Così ho strappato mio figlio dall’Isis


DIMITRI BONTINCK, RAMBO ANT-JIHAD: LA SUA STORIA ORA È UN LIBRO

Di Marco Pagani

NEL 2013 IL RAGAZZO FU RECLUTATO DAI TERRORISTI, LUI ANDÒ IN SIRIA E RIUSCÌ A SALVARLO. DA ALLORA AIUTA ALTRI GENITORI DISPERATI. «LA MIA PROSSIMA MISSIONE? IN LIBIA», CI HA RIVELATO

«Sono solo un padre. Sono venuto in cerca di mio figlio. Si chiama Jay, viene dal Belgio. È scappato e lo rivoglio indietro. Potete aiutarmi?». Si presentava così Dimitri Bontinck, 44 anni, alle persone che incontrava e a cui chiedeva una mano. Ma la sua richiesta nascondeva più della comprensibile preoccupazione di un padre per l'improvvisa scomparsa da casa del suo ragazzo. Quel "più" è tutto nel titolo del libro che Dimitri ha scritto per raccontare la sua storia, Il cacciatore di terroristi, appena pubblicato da Newton Compton Editori.

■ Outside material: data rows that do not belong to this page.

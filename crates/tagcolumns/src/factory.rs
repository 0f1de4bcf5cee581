//! Column factory.
//!
//! The `make_*` functions return a [`ColumnBuilder`] with the provider and
//! sort settings already wired, so callers only add presentation details:
//!
//! ```
//! use tagcolumns::factory::make_field_column;
//!
//! let column = make_field_column("Artist", "artist").width(200).build().unwrap();
//! assert_eq!(column.key, "artist");
//! ```
//!
//! The sort type is inferred from the provider unless given: providers with
//! a sort key sort by [`SortType::SortKey`], everything else by
//! [`SortType::Text`]. An explicit `SortKey` on a provider without sort keys
//! is downgraded to `Text`.

use std::rc::Rc;

use log::debug;

use crate::adapters::{
    ArticleInsensitiveAdapter, CasefoldSortAdapter, DescendingCasefoldSortAdapter,
    DescendingNaturalSortAdapter, DescendingNumericSortAdapter, LengthSortAdapter, NaturalSortAdapter,
    NullsFirstAdapter, NullsLastAdapter, NumberParser, NumericSortAdapter,
};
use crate::column::{Column, ColumnBuilder, SortKeyFn, SortType};
use crate::error::Result;
use crate::item::Item;
use crate::parsers::{parse_bitrate, parse_file_size, parse_time_format};
use crate::provider::{CallableProvider, FieldReferenceProvider, SharedProvider, TransformProvider};
use crate::script::ScriptEvaluator;
use crate::script_provider::{ChainedValueProvider, ScriptCacheConfig};
use crate::sort_key::SortKey;
use crate::spec::{ColumnKind, ColumnSpec, SortingAdapterName};

/// Resolves the sort type of a column over `provider`.
pub fn infer_sort_type(provider: &SharedProvider, explicit: Option<SortType>) -> SortType {
    let has_sort_key = provider.as_sort_key_provider().is_some();
    match explicit {
        Some(SortType::SortKey) if !has_sort_key => {
            debug!("{:?} has no sort key, sorting as text", provider);
            SortType::Text
        }
        Some(sort_type) => sort_type,
        None if has_sort_key => SortType::SortKey,
        None => SortType::Text,
    }
}

/// Binds the provider's sort key method as a column sort function.
fn bind_sort_key(provider: &SharedProvider) -> Option<SortKeyFn> {
    provider.as_sort_key_provider()?;
    let provider = Rc::clone(provider);
    let sortkey: SortKeyFn = Rc::new(move |item: &dyn Item| match provider.as_sort_key_provider() {
        Some(sorter) => sorter.sort_key(item),
        None => SortKey::collated(&provider.evaluate(item)),
    });
    Some(sortkey)
}

/// Column over an arbitrary provider.
pub fn make_provider_column(
    title: impl Into<String>,
    key: impl Into<String>,
    provider: SharedProvider,
    sort_type: Option<SortType>,
) -> ColumnBuilder {
    let sort_type = infer_sort_type(&provider, sort_type);
    let mut builder = Column::builder(title, key).sort_type(sort_type);
    if sort_type == SortType::SortKey {
        if let Some(sortkey) = bind_sort_key(&provider) {
            builder = builder.sortkey(sortkey);
        }
    }
    builder.provider(provider)
}

/// Column showing the field `key`.
pub fn make_field_column(title: impl Into<String>, key: &str) -> ColumnBuilder {
    let provider: SharedProvider = Rc::new(FieldReferenceProvider::new(key));
    make_provider_column(title, key, provider, None)
}

/// Field column sorted numerically with `parser`, numbers first.
pub fn make_numeric_field_column<F>(title: impl Into<String>, key: &str, parser: F) -> ColumnBuilder
where
    F: Fn(&str) -> Option<f64> + 'static,
{
    let parser: NumberParser = Rc::new(parser);
    let base: SharedProvider = Rc::new(FieldReferenceProvider::new(key));
    let provider: SharedProvider = Rc::new(NumericSortAdapter::with_parser(base, parser));
    make_provider_column(title, key, provider, Some(SortType::SortKey))
}

/// Cached script column.
///
/// `max_runtime_ms` and `cache_size` override the defaults of
/// [`ScriptCacheConfig`] when given.
pub fn make_script_column(
    title: impl Into<String>,
    key: impl Into<String>,
    script: impl Into<String>,
    evaluator: Rc<dyn ScriptEvaluator>,
    max_runtime_ms: Option<i64>,
    cache_size: Option<usize>,
) -> ColumnBuilder {
    let mut config = ScriptCacheConfig::default();
    if let Some(ms) = max_runtime_ms {
        config = config.max_runtime_ms(ms);
    }
    if let Some(size) = cache_size {
        config = config.cache_size(size);
    }
    make_script_column_with(title, key, script, evaluator, config)
}

/// Cached script column with an explicit configuration.
pub fn make_script_column_with(
    title: impl Into<String>,
    key: impl Into<String>,
    script: impl Into<String>,
    evaluator: Rc<dyn ScriptEvaluator>,
    config: ScriptCacheConfig,
) -> ColumnBuilder {
    let provider: SharedProvider = Rc::new(ChainedValueProvider::with_config(script, evaluator, config));
    make_provider_column(title, key, provider, Some(SortType::Text))
}

/// Column computed by a function of the item.
pub fn make_callable_column<F, T>(
    title: impl Into<String>,
    key: impl Into<String>,
    func: F,
    sort_type: Option<SortType>,
) -> ColumnBuilder
where
    F: Fn(&dyn Item) -> T + 'static,
    T: std::fmt::Display,
{
    let provider: SharedProvider = Rc::new(CallableProvider::new(func));
    make_provider_column(title, key, provider, sort_type)
}

/// Column applying `transform` to the value of `base`.
pub fn make_transformed_column<F>(
    title: impl Into<String>,
    key: impl Into<String>,
    base: SharedProvider,
    transform: F,
) -> ColumnBuilder
where
    F: Fn(&str) -> String + 'static,
{
    let provider: SharedProvider = Rc::new(TransformProvider::new(base, transform));
    make_provider_column(title, key, provider, Some(SortType::Text))
}

/// Wraps `base` in the named sort adapter. `Default` returns `base` as is.
pub fn apply_sorting_adapter(base: SharedProvider, adapter: SortingAdapterName) -> SharedProvider {
    match adapter {
        SortingAdapterName::Default => base,
        SortingAdapterName::Casefold => Rc::new(CasefoldSortAdapter::new(base)),
        SortingAdapterName::CasefoldDescending => Rc::new(DescendingCasefoldSortAdapter::new(base)),
        SortingAdapterName::Numeric => Rc::new(NumericSortAdapter::new(base)),
        SortingAdapterName::NumericDescending => Rc::new(DescendingNumericSortAdapter::new(base)),
        SortingAdapterName::Natural => Rc::new(NaturalSortAdapter::new(base)),
        SortingAdapterName::NaturalDescending => Rc::new(DescendingNaturalSortAdapter::new(base)),
        SortingAdapterName::Length => Rc::new(LengthSortAdapter::new(base)),
        SortingAdapterName::ArticleInsensitive => Rc::new(ArticleInsensitiveAdapter::new(base)),
        SortingAdapterName::NullsLast => Rc::new(NullsLastAdapter::new(base)),
        SortingAdapterName::NullsFirst => Rc::new(NullsFirstAdapter::new(base)),
    }
}

pub(crate) fn build_from_spec(
    spec: &ColumnSpec,
    evaluator: Rc<dyn ScriptEvaluator>,
    config: ScriptCacheConfig,
) -> Result<Column> {
    let base: SharedProvider = match spec.kind {
        ColumnKind::Field => Rc::new(FieldReferenceProvider::new(&spec.expression)),
        ColumnKind::Script => Rc::new(ChainedValueProvider::with_config(
            spec.expression.clone(),
            evaluator,
            config,
        )),
        ColumnKind::Transform => {
            let transform = spec.transform.unwrap_or_default();
            let field: SharedProvider = Rc::new(FieldReferenceProvider::new(&spec.expression));
            Rc::new(TransformProvider::new(field, move |value| transform.apply(value)))
        }
    };
    let (provider, sort_type) = match spec.sorting_adapter {
        Some(adapter) if adapter != SortingAdapterName::Default => {
            (apply_sorting_adapter(base, adapter), None)
        }
        _ if spec.kind == ColumnKind::Field => (base, None),
        _ => (base, Some(SortType::Text)),
    };
    make_provider_column(spec.title.clone(), spec.key.clone(), provider, sort_type)
        .maybe_width(spec.width)
        .align(spec.align)
        .always_visible(spec.always_visible)
        .build()
}

/// The built-in columns, in display order.
pub fn common_columns() -> Result<Vec<Column>> {
    let natural = Some(SortType::Natural);
    let field = |title: &str, key: &str| make_field_column(title, key);
    let natural_field = |title: &str, key: &str| {
        let provider: SharedProvider = Rc::new(FieldReferenceProvider::new(key));
        make_provider_column(title, key, provider, natural)
    };

    let builders = vec![
        natural_field("Title", "title")
            .width(250)
            .always_visible(true)
            .status_icon(true)
            .is_default(true),
        make_numeric_field_column("Length", "~length", parse_time_format)
            .width(50)
            .right()
            .is_default(true),
        field("Artist", "artist").width(200).is_default(true),
        field("Album Artist", "albumartist"),
        field("Composer", "composer"),
        natural_field("Album", "album"),
        natural_field("Disc Subtitle", "discsubtitle"),
        natural_field("Track No.", "tracknumber").right(),
        natural_field("Disc No.", "discnumber").right(),
        natural_field("Catalog No.", "catalognumber"),
        field("Barcode", "barcode"),
        field("Media", "media"),
        make_numeric_field_column("Size", "~filesize", parse_file_size).right(),
        field("File Type", "~format").width(120),
        make_numeric_field_column("Bitrate", "~bitrate", parse_bitrate)
            .width(80)
            .right(),
        field("Genre", "genre"),
        field("Date", "date"),
        field("Original Release Date", "originaldate"),
        field("Release Date", "releasedate"),
        field("Cover", "covercount"),
        field("Cover Dimensions", "coverdimensions"),
    ];
    builders.into_iter().map(ColumnBuilder::build).collect()
}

Il signor Bontinck, infatti, non si è trasformato in un vendicatore deciso a eliminare chiunque si fosse macchiato di vili attentati spinto da ideali sanguinari. Lui si è lanciato in una missione ben più difficile: salvare i ragazzi europei che si sono lasciati ammaliare dalle farneticazioni dell'Isis, lo Stato islamico, la famigerata organizzazione guidata da Abu Bakr al-Baghdadi responsabile di orrende stragi e violenze. Sono i cosiddetti foreign fighters, cioè combattenti stranieri, ovvero i ragazzi occidentali che si convertono all'Islam e lasciano le loro famiglie per combattere a fianco dell'Isis nella guerra civile che dal 2011 dilania la Siria. Appunto come ha fatto il figlio di Dimitri. Ed è proprio nel Paese mediorientale che Bontinck è andato alla ricerca di Jay con l'obiettivo, raggiunto, di riportarlo a casa. In seguito a quel successo, l'uomo ha ripetuto la missione, portando in salvo altri cinque ragazzi.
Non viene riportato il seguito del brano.